Michael Landau è il classico “chitarrista dei chitarristi”, un musicista molto stimato dai colleghi, poco conosciuto direttamente dal grande pubblico, anche se il suo nome appare nei credits di almeno 800 album (forse anche di più!) dalla metà degli anni ’70 a oggi: quando qualcuno ha bisogno di un musicista nell’area di Los Angeles e dintorni, ma anche nel resto del mondo, il nome di Landau è uno dei più ricorrenti. Ha iniziato come chitarrista nella band di Boz Scaggs e poi si è subito tuffato nel remunerativo mondo dei sessionmen, negli anni ’80 e ’90 (insieme a Steve Lukather, Michael Thompson e Dan Huff) :era raro che ci fossero dischi di rock in quegli anni, soprattutto registrati in California, dove non suonasse il nostro amico. Non sempre, anzi raramente, in dischi che ci appartengono a livello di gusto (e tuttora alterna partecipazioni agli album di Ramazzotti e Tiziano Ferro, con quelle alla Steve Gadd Band,oppure  con James Taylor o Beth Hart), in passato però ha suonato anche con Joni Mitchell, Miles Davis, Pink Floyd, ma pure in una valanga di “tavanate galattiche” che vi risparmio. Il chitarrista però è uno di quelli bravi, come dimostrano i suoi rari album solisti, gli ultimi un Live del 2006 e un Organic Instrumentals del 2012, dove può indulgere anche alla sua passione per un jazz (rock) alla Allan Holdsworth e simili, oppure nei Renegade Creation, con Robben Ford, in cui viene praticato un rock-blues muscolare, comunque di eccellente fattura tecnica http://discoclub.myblog.it/2010/12/27/posso-solo-confermare-michael-landau-robben-ford-jimmy-hasli/ .
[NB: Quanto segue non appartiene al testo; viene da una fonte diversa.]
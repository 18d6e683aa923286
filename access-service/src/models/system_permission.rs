//! System permission matrix - the fixed (papel, modulo, acao) lookup table.

use chrono::{DateTime, Utc};
use serde::{Deserialize, Serialize};
use sqlx::FromRow;
use std::collections::HashSet;
use uuid::Uuid;

use super::church_role::ChurchRole;
use super::permission::{PermissionAction, PermissionModule};

/// One row of permissoes_sistema.
#[derive(Debug, Clone, Serialize, Deserialize, FromRow)]
pub struct SystemPermission {
    pub rule_id: Uuid,
    pub role_code: String,
    pub module_code: String,
    pub action_code: String,
    pub created_utc: DateTime<Utc>,
}

impl SystemPermission {
    /// Create a new matrix row.
    pub fn new(role: ChurchRole, module: PermissionModule, action: PermissionAction) -> Self {
        Self {
            rule_id: Uuid::new_v4(),
            role_code: role.as_str().to_string(),
            module_code: module.as_str().to_string(),
            action_code: action.as_str().to_string(),
            created_utc: Utc::now(),
        }
    }
}

/// Minimum hierarchy level required for a (module, action) pair.
///
/// The matrix is generated from these thresholds, which keeps it monotonic
/// in the role level by construction.
pub fn min_level(module: PermissionModule, action: PermissionAction) -> i16 {
    let action_floor = match action {
        PermissionAction::Visualizar => 1,
        PermissionAction::Criar => 2,
        PermissionAction::Editar => 3,
        PermissionAction::Excluir => 5,
        PermissionAction::Aprovar => 5,
        PermissionAction::Exportar => 6,
        PermissionAction::Gerenciar => 6,
        PermissionAction::Administrar => 8,
    };
    let module_floor = match module {
        PermissionModule::Financas => 5,
        PermissionModule::Seguranca => 8,
        _ => 1,
    };
    action_floor.max(module_floor)
}

/// In-memory view of the fixed permission matrix.
#[derive(Debug, Clone, Default)]
pub struct SystemPermissionMatrix {
    rules: HashSet<(ChurchRole, PermissionModule, PermissionAction)>,
}

impl SystemPermissionMatrix {
    /// Build from stored rows. Rows with unknown codes are ignored.
    pub fn from_rows(rows: &[SystemPermission]) -> Self {
        let rules = rows
            .iter()
            .filter_map(|row| {
                Some((
                    ChurchRole::from_code(&row.role_code)?,
                    PermissionModule::from_code(&row.module_code)?,
                    PermissionAction::from_code(&row.action_code)?,
                ))
            })
            .collect();
        Self { rules }
    }

    /// The built-in matrix: every role holds every action whose threshold
    /// its level meets.
    pub fn builtin() -> Self {
        let mut rules = HashSet::new();
        for role in ChurchRole::ALL {
            for module in PermissionModule::ALL {
                for action in PermissionAction::ALL {
                    if role.level() >= min_level(module, action) {
                        rules.insert((role, module, action));
                    }
                }
            }
        }
        Self { rules }
    }

    /// Materialize the built-in matrix as seed rows.
    pub fn builtin_rows() -> Vec<SystemPermission> {
        let mut rows: Vec<SystemPermission> = Self::builtin()
            .rules
            .into_iter()
            .map(|(role, module, action)| SystemPermission::new(role, module, action))
            .collect();
        rows.sort_by(|a, b| {
            (&a.role_code, &a.module_code, &a.action_code)
                .cmp(&(&b.role_code, &b.module_code, &b.action_code))
        });
        rows
    }

    /// Check whether the matrix allows (role, module, action).
    pub fn allows(
        &self,
        role: ChurchRole,
        module: PermissionModule,
        action: PermissionAction,
    ) -> bool {
        self.rules.contains(&(role, module, action))
    }

    pub fn is_empty(&self) -> bool {
        self.rules.is_empty()
    }

    pub fn len(&self) -> usize {
        self.rules.len()
    }
}

#[cfg(test)]
mod tests {
    use super::*;

    #[test]
    fn test_builtin_matrix_is_monotonic() {
        // Hierarchy invariant: an action held at a lower level is held at
        // every higher level for the same module.
        let matrix = SystemPermissionMatrix::builtin();
        for module in PermissionModule::ALL {
            for action in PermissionAction::ALL {
                for lower in ChurchRole::ALL {
                    for higher in ChurchRole::ALL {
                        if lower.level() < higher.level()
                            && matrix.allows(lower, module, action)
                        {
                            assert!(
                                matrix.allows(higher, module, action),
                                "{} holds {}:{} but {} does not",
                                lower,
                                module,
                                action,
                                higher
                            );
                        }
                    }
                }
            }
        }
    }

    #[test]
    fn test_cell_leader_can_edit_cells() {
        let matrix = SystemPermissionMatrix::builtin();
        assert!(matrix.allows(
            ChurchRole::LiderCelula,
            PermissionModule::Celulas,
            PermissionAction::Editar
        ));
    }

    #[test]
    fn test_cell_leader_cannot_administer_finance() {
        let matrix = SystemPermissionMatrix::builtin();
        assert!(!matrix.allows(
            ChurchRole::LiderCelula,
            PermissionModule::Financas,
            PermissionAction::Administrar
        ));
        assert!(matrix.allows(
            ChurchRole::Pastor,
            PermissionModule::Financas,
            PermissionAction::Administrar
        ));
    }

    #[test]
    fn test_rows_round_trip() {
        let rows = SystemPermissionMatrix::builtin_rows();
        let rebuilt = SystemPermissionMatrix::from_rows(&rows);
        assert_eq!(rebuilt.len(), SystemPermissionMatrix::builtin().len());
    }

    #[test]
    fn test_unknown_codes_ignored() {
        let mut row = SystemPermission::new(
            ChurchRole::Pastor,
            PermissionModule::Agenda,
            PermissionAction::Criar,
        );
        row.role_code = "cardeal".to_string();
        let matrix = SystemPermissionMatrix::from_rows(&[row]);
        assert!(matrix.is_empty());
    }
}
Tra i vari gruppi, poco noti, in cui aveva militato Landau in passato, c’erano stati ad inizio anni ’90 i Burning Water, autori di quattro album, band in cui c’erano anche il fratello Teddy Landau al basso, il cantante David Frazee, entrambi li ritroviamo ora in questo Rock Bottom, insieme al nuovo batterista Alan Hertz. Il disco è in uscita oggi 23 febbraio, ed è il classico album che unisce le varie passioni di Michael: c’è molto rock, ma anche brani dove spicca l’acrobatico stile jazzato di Landau, che in passato è stato definito una sorta di Jimi Hendrix per il 21° secolo, in quanto secondo qualche critico “estroso e visionario” potrebbe suonare la musica che il mancino di Seattle stava per intraprendere al tempo della sua scomparsa, una fusione di jazz e rock. Potrebbe essere, perché di “nuovi Jimi Hendrix” ce ne sono stati quanti i nuovi Dylan, ma l’originale era uno solo. Comunque il nuovo CD complessivamente è decisamente buono, con parecchi brani sopra la media, e altri meno eccitanti: l’iniziale Squirrels, dove si apprezza anche l’eccellente apporto dell’organo di Larry Goldings, che è il tastierista aggiunto in tutto l’album, ha quasi venature leggermente psichedeliche e sognanti, con l’ottima voce di Frazee in primo piano e le evoluzioni della solista di Landau, che subito si accompagnano all’eccellente lavoro ritmico del gruppo, dove spicca il basso del fratello Teddy Landau, partenza molto interessante.

Poi ribadita nella rocciosa Bad Friend, in effetti hendrixiana e roccata, ma anche raffinata, una specie, più o meno, di Red Hot Chili Peppers meno proni alle derive commerciali degli ultimi album, con la chitarra di Michael Landau, anche in modalità wah-wah, veramente dappertutto; Gettin’ Old, con i suoi tocchi jazz e atmosferici può rimandare ai lavori di Holdsworth con i Tempest o di Ollie Halsall con i Patto, grande tecnica ma anche spirito rock. We All Feel The Same è un blues futuribile nello stile dell’amico Robben Ford, sospeso e felpato, con le tastiere che scivolano sullo sfondo, mentre la chitarra pennella note ad effetto in grande souplesse e Frazee canta in modo davvero brillante, We’re Alright vira nuovamente verso un rock robusto e anche accattivante, con i suoi riff ripetuti e un groove molto coinvolgente, sempre nobilitato dalle scariche micidiali della solista di Landau . One Tear Away è una sorta di doom rock con vaghi retrogusti sabbathiani, senza violenze metal, ma con il gusto per un’improvvisazione raffinata ed elegante che riscopre il miglior rock progressivo degli anni ’70 https://www.youtube.com/watch?v=YHEtbAe46m4 ; Poor Dear è un solido rock-blues tra Cream e Steve Miller Band, mentre Freedom è una ballata jazz crepuscolare, da suonarsi in qualche nightclub d’elite di New York ed Heaven In the Alley un’altra pigra e ciondolante ballad fuori dagli schemi e alquanto irrisolta, ma con il solito assolo prodigioso. Chiude l’album Speak Now, Make Your Peace uno “strano” blues notturno parlato, molto minimale ma poco coinvolgente, al di là dell’immancabile assolo strabiliante della chitarra, doppiata dell’organo, che lo risveglia nel finale. Per chi ama i chitarristi, ma non solo.